—In an action to recover damages for personal injuries, defendants appeal from an order of the Supreme Court, Westchester County (Isseks, J.), dated February 24, 1984, which granted plaintiff’s motion for summary judgment.
Order reversed, with costs, and motion denied.
Plaintiff was not entitled to summary judgment. Her papers read in support of the motion failed to include a copy of the *437pleadings as required by statute (see, CPLR 3212 [b]; Capelin Assoc. v Globe Mfg. Corp., 34 NY2d 338, 341). Moreover, notwithstanding the fact that defendants were precluded by prior court order from offering testimony at trial, the text of plaintiff’s own deposition, submitted in support of her motion, arguably raises an issue of fact as to liability and comparative negligence.
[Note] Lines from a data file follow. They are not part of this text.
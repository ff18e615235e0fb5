use crate::sources::SourceKind;

/// How a source identifies a title.
#[derive(Debug, Clone, PartialEq, Eq)]
pub enum TitleRef {
    Id(u64),
    Slug(String),
}

impl std::fmt::Display for TitleRef {
    fn fmt(&self, f: &mut std::fmt::Formatter<'_>) -> std::fmt::Result {
        match self {
            TitleRef::Id(id) => write!(f, "{id}"),
            TitleRef::Slug(slug) => f.write_str(slug),
        }
    }
}

#[derive(Debug, Clone, Copy, PartialEq, Eq)]
pub enum ContentType {
    Movie,
    Series,
}

/// A search result. Never mutated after the source returns it.
#[derive(Debug, Clone, PartialEq)]
pub struct Title {
    pub name: String,
    pub reference: TitleRef,
    pub content_type: ContentType,
    pub poster_url: Option<String>,
}

impl Title {
    pub fn is_movie(&self) -> bool {
        self.content_type == ContentType::Movie
    }
}

#[derive(Debug, Clone, PartialEq, Eq)]
pub struct Season {
    pub numbers: Vec<u32>,
    pub is_movie: bool,
}

#[derive(Debug, Clone, PartialEq, Eq)]
pub struct Episode {
    /// Opaque per-source identifier (a watch path or a number)
    pub id: String,
    pub title: String,
    pub number: u32,
    /// One-based season number
    pub season: u32,
}

#[derive(Debug, Clone, PartialEq, Eq)]
pub struct Fansub {
    pub id: String,
    pub name: String,
}

#[derive(Debug, Clone, PartialEq, Eq)]
pub struct StreamEntry {
    pub label: String,
    pub url: String,
}

impl StreamEntry {
    pub fn new(label: impl Into<String>, url: impl Into<String>) -> Self {
        Self {
            label: label.into(),
            url: url.into(),
        }
    }
}

#[derive(Debug, Clone, PartialEq, Eq)]
pub struct Caption {
    pub language: Option<String>,
    pub url: String,
}

/// Watch data as a source returns it: unordered entries and every caption.
#[derive(Debug, Clone, Default, PartialEq, Eq)]
pub struct RawWatch {
    pub entries: Vec<StreamEntry>,
    pub captions: Vec<Caption>,
}

/// Ranked stream entries (best first) plus the chosen subtitle.
#[derive(Debug, Clone, PartialEq, Eq)]
pub struct StreamSet {
    pub entries: Vec<StreamEntry>,
    pub subtitle_url: Option<String>,
}

impl StreamSet {
    pub fn labels(&self) -> Vec<String> {
        self.entries.iter().map(|e| e.label.clone()).collect()
    }
}

/// The user's current selection while browsing one title.
#[derive(Debug, Clone)]
pub struct NavigationState {
    pub source: SourceKind,
    pub title: Title,
    pub episodes: Vec<Episode>,
    pub episode_index: usize,
    pub season_index: usize,
    pub fansub_index: usize,
    pub resolution_index: usize,
    pub resolution_label: String,
}

impl NavigationState {
    pub fn new(source: SourceKind, title: Title, episodes: Vec<Episode>) -> Self {
        let season_index = episodes
            .first()
            .map(|ep| ep.season.saturating_sub(1) as usize)
            .unwrap_or(0);
        Self {
            source,
            title,
            episodes,
            episode_index: 0,
            season_index,
            fansub_index: 0,
            resolution_index: 0,
            resolution_label: String::new(),
        }
    }

    pub fn is_movie(&self) -> bool {
        self.title.is_movie()
    }

    pub fn current_episode(&self) -> Option<&Episode> {
        self.episodes.get(self.episode_index)
    }

    /// Moves to `index`, keeping the season index in step with the episode.
    pub fn select_episode(&mut self, index: usize) -> bool {
        let Some(episode) = self.episodes.get(index) else {
            return false;
        };
        self.season_index = episode.season.saturating_sub(1) as usize;
        self.episode_index = index;
        true
    }

    /// Returns false at the last episode.
    pub fn next_episode(&mut self) -> bool {
        self.episode_index + 1 < self.episodes.len() && self.select_episode(self.episode_index + 1)
    }

    /// Returns false at the first episode.
    pub fn previous_episode(&mut self) -> bool {
        self.episode_index > 0 && self.select_episode(self.episode_index - 1)
    }

    /// Episodes before the current one that belong to the same season.
    pub fn season_episode_index(&self) -> usize {
        let Some(current) = self.current_episode() else {
            return 0;
        };
        self.episodes[..self.episode_index]
            .iter()
            .filter(|ep| ep.season == current.season)
            .count()
    }

    /// Keeps the resolution index inside `len` entries after a re-fetch.
    pub fn clamp_resolution(&mut self, len: usize) {
        if len == 0 {
            self.resolution_index = 0;
        } else if self.resolution_index >= len {
            self.resolution_index = len - 1;
        }
    }

    /// Records the chosen resolution; an unlabelled choice falls back to the best entry.
    pub fn set_resolution(&mut self, index: usize, label: &str) {
        if label.is_empty() {
            self.resolution_index = 0;
            self.resolution_label.clear();
        } else {
            self.resolution_index = index;
            self.resolution_label = label.to_string();
        }
    }
}

#[cfg(test)]
mod tests {
    use super::*;

    fn episode(season: u32, number: u32) -> Episode {
        Episode {
            id: format!("s{season}e{number}"),
            title: format!("Episode {number}"),
            number,
            season,
        }
    }

    fn state(episodes: Vec<Episode>) -> NavigationState {
        NavigationState::new(
            SourceKind::Animecix,
            Title {
                name: "Test".to_string(),
                reference: TitleRef::Id(1),
                content_type: ContentType::Series,
                poster_url: None,
            },
            episodes,
        )
    }

    #[test]
    fn test_next_and_previous_stop_at_bounds() {
        let mut nav = state(vec![episode(1, 1), episode(1, 2)]);
        assert!(!nav.previous_episode());
        assert!(nav.next_episode());
        assert_eq!(nav.episode_index, 1);
        assert!(!nav.next_episode());
        assert_eq!(nav.episode_index, 1);
        assert!(nav.previous_episode());
        assert_eq!(nav.episode_index, 0);
    }

    #[test]
    fn test_season_follows_episode() {
        let mut nav = state(vec![
            episode(1, 1),
            episode(1, 2),
            episode(2, 1),
            episode(2, 2),
        ]);
        assert!(nav.select_episode(3));
        assert_eq!(nav.season_index, 1);
        assert_eq!(nav.season_episode_index(), 1);
        assert!(nav.select_episode(1));
        assert_eq!(nav.season_index, 0);
        assert_eq!(nav.season_episode_index(), 1);
        assert!(!nav.select_episode(4));
    }

    #[test]
    fn test_clamp_resolution() {
        let mut nav = state(vec![episode(1, 1)]);
        nav.resolution_index = 3;
        nav.clamp_resolution(2);
        assert_eq!(nav.resolution_index, 1);
        nav.clamp_resolution(5);
        assert_eq!(nav.resolution_index, 1);
        nav.clamp_resolution(0);
        assert_eq!(nav.resolution_index, 0);
    }

    #[test]
    fn test_empty_label_resets_resolution() {
        let mut nav = state(vec![episode(1, 1)]);
        nav.set_resolution(2, "480p");
        assert_eq!(nav.resolution_index, 2);
        nav.set_resolution(2, "");
        assert_eq!(nav.resolution_index, 0);
        assert!(nav.resolution_label.is_empty());
    }
}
It is long settled that the drastic remedy of summary judgment should not be granted where there is even arguably a genuine issue of fact (see, Capelin Assoc. v Globe Mfg. Corp., supra, at p 341; Sillman v Twentieth Century-Fox Film Corp., 3 NY2d 395, 404; Pontello v County of Onondaga, 94 AD2d 427, 432). We note parenthetically that were we not reversing, we would still have to modify and remit for an inquest of damages as nisi prius order failed to provide for the same. Mollen, P. J., Thompson, Bracken and O’Connor, JJ., concur.